*WHAT YOU WILL DO*.
The whole of the data must be transcribed exactly.

*RECORDS*.
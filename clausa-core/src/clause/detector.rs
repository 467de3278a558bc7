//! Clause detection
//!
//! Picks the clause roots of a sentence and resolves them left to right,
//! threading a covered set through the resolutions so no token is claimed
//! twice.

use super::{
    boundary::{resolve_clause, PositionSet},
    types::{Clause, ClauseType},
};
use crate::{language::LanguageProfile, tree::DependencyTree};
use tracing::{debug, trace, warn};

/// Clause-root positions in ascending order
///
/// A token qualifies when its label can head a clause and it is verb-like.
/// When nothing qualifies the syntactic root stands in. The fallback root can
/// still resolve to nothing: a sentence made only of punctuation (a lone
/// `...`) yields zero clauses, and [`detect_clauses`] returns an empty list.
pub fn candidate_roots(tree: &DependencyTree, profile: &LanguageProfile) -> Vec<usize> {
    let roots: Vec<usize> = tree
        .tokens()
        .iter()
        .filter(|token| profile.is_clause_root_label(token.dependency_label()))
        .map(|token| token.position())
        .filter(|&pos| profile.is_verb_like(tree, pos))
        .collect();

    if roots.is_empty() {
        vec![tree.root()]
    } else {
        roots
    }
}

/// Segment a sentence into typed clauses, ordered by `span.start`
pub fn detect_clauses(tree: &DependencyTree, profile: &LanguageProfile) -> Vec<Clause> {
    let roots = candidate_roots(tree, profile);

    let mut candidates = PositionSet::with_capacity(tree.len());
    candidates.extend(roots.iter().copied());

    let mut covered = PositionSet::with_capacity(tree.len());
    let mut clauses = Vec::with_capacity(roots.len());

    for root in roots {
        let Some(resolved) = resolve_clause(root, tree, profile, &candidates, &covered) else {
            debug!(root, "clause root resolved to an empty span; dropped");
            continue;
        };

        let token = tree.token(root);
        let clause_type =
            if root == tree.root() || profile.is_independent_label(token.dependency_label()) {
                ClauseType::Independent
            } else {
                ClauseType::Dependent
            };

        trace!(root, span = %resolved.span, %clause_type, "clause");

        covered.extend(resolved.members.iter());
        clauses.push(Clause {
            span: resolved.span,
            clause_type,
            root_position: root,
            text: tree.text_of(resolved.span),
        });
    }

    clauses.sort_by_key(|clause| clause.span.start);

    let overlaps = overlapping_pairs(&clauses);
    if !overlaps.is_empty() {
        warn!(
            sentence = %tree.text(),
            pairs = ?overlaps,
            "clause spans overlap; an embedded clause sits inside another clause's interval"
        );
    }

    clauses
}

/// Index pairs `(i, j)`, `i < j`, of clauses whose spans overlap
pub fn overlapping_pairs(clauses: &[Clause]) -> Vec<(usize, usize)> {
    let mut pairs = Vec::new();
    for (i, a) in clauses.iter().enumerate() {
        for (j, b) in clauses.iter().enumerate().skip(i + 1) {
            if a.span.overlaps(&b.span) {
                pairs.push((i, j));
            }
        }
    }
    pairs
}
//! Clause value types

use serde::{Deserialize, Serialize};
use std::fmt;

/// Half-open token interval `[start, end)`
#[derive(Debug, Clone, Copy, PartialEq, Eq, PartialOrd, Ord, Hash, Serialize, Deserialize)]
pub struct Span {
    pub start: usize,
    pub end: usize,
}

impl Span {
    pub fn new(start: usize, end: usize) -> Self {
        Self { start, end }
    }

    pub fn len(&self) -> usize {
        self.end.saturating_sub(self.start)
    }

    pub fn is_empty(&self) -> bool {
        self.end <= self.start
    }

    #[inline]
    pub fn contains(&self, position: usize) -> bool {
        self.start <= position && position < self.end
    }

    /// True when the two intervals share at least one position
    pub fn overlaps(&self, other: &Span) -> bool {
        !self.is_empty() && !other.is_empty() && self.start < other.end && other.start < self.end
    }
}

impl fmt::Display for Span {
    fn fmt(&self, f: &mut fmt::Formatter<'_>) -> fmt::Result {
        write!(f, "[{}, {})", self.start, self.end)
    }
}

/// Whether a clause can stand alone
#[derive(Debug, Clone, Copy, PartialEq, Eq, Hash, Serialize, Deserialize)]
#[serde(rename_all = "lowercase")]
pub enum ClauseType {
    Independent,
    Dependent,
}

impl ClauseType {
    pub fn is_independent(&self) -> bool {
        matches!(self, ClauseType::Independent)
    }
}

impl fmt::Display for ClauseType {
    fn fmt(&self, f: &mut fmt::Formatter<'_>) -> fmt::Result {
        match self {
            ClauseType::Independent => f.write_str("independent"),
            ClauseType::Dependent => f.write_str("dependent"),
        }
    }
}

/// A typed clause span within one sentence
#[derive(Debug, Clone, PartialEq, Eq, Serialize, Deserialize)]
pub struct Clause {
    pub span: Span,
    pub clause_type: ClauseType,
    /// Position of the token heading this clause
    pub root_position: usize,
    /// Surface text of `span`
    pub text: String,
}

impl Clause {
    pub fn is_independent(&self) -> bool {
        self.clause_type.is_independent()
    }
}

*TASK ANSWER*.
filename clausa-core/src/clause/detector.rs
repository 467de3278a558bc7
//! Clause detection
//!
//! Picks the clause roots of a sentence and resolves them left to right,
//! threading a covered set through the resolutions so no token is claimed
//! twice.

use super::{
    boundary::{resolve_clause, PositionSet},
    types::{Clause, ClauseType},
};
use crate::{language::LanguageProfile, tree::DependencyTree};
use tracing::{debug, trace, warn};

/// Clause-root positions in ascending order
///
/// A token qualifies when its label can head a clause and it is verb-like.
/// When nothing qualifies the syntactic root stands in. The fallback root can
/// still resolve to nothing: a sentence made only of punctuation (a lone
/// `...`) yields zero clauses, and [`detect_clauses`] returns an empty list.
pub fn candidate_roots(tree: &DependencyTree, profile: &LanguageProfile) -> Vec<usize> {
    let roots: Vec<usize> = tree
        .tokens()
        .iter()
        .filter(|token| profile.is_clause_root_label(token.dependency_label()))
        .map(|token| token.position())
        .filter(|&pos| profile.is_verb_like(tree, pos))
        .collect();

    if roots.is_empty() {
        vec![tree.root()]
    } else {
        roots
    }
}

/// Segment a sentence into typed clauses, ordered by `span.start`
pub fn detect_clauses(tree: &DependencyTree, profile: &LanguageProfile) -> Vec<Clause> {
    let roots = candidate_roots(tree, profile);

    let mut candidates = PositionSet::with_capacity(tree.len());
    candidates.extend(roots.iter().copied());

    let mut covered = PositionSet::with_capacity(tree.len());
    let mut clauses = Vec::with_capacity(roots.len());

    for root in roots {
        let Some(resolved) = resolve_clause(root, tree, profile, &candidates, &covered) else {
            debug!(root, "clause root resolved to an empty span; dropped");
            continue;
        };

        let token = tree.token(root);
        let clause_type =
            if root == tree.root() || profile.is_independent_label(token.dependency_label()) {
                ClauseType::Independent
            } else {
                ClauseType::Dependent
            };

        trace!(root, span = %resolved.span, %clause_type, "clause");

        covered.extend(resolved.members.iter());
        clauses.push(Clause {
            span: resolved.span,
            clause_type,
            root_position: root,
            text: tree.text_of(resolved.span),
        });
    }

    clauses.sort_by_key(|clause| clause.span.start);

    let overlaps = overlapping_pairs(&clauses);
    if !overlaps.is_empty() {
        warn!(
            sentence = %tree.text(),
            pairs = ?overlaps,
            "clause spans overlap; an embedded clause sits inside another clause's interval"
        );
    }

    clauses
}

/// Index pairs `(i, j)`, `i < j`, of clauses whose spans overlap
pub fn overlapping_pairs(clauses: &[Clause]) -> Vec<(usize, usize)> {
    let mut pairs = Vec::new();
    for (i, a) in clauses.iter().enumerate() {
        for (j, b) in clauses.iter().enumerate().skip(i + 1) {
            if a.span.overlaps(&b.span) {
                pairs.push((i, j));
            }
        }
    }
    pairs
}
//! Clause value types

use serde::{Deserialize, Serialize};
use std::fmt;

/// Half-open token interval `[start, end)`
#[derive(Debug, Clone, Copy, PartialEq, Eq, PartialOrd, Ord, Hash, Serialize, Deserialize)]
pub struct Span {
    pub start: usize,
    pub end: usize,
}

impl Span {
    pub fn new(start: usize, end: usize) -> Self {
        Self { start, end }
    }

    pub fn len(&self) -> usize {
        self.end.saturating_sub(self.start)
    }

    pub fn is_empty(&self) -> bool {
        self.end <= self.start
    }

    #[inline]
    pub fn contains(&self, position: usize) -> bool {
        self.start <= position && position < self.end
    }

    /// True when the two intervals share at least one position
    pub fn overlaps(&self, other: &Span) -> bool {
        !self.is_empty() && !other.is_empty() && self.start < other.end && other.start < self.end
    }
}

impl fmt::Display for Span {
    fn fmt(&self, f: &mut fmt::Formatter<'_>) -> fmt::Result {
        write!(f, "[{}, {})", self.start, self.end)
    }
}

/// Whether a clause can stand alone
#[derive(Debug, Clone, Copy, PartialEq, Eq, Hash, Serialize, Deserialize)]
#[serde(rename_all = "lowercase")]
pub enum ClauseType {
    Independent,
    Dependent,
}

impl ClauseType {
    pub fn is_independent(&self) -> bool {
        matches!(self, ClauseType::Independent)
    }
}

impl fmt::Display for ClauseType {
    fn fmt(&self, f: &mut fmt::Formatter<'_>) -> fmt::Result {
        match self {
            ClauseType::Independent => f.write_str("independent"),
            ClauseType::Dependent => f.write_str("dependent"),
        }
    }
}

/// A typed clause span within one sentence
#[derive(Debug, Clone, PartialEq, Eq, Serialize, Deserialize)]
pub struct Clause {
    pub span: Span,
    pub clause_type: ClauseType,
    /// Position of the token heading this clause
    pub root_position: usize,
    /// Surface text of `span`
    pub text: String,
}

impl Clause {
    pub fn is_independent(&self) -> bool {
        self.clause_type.is_independent()
    }
}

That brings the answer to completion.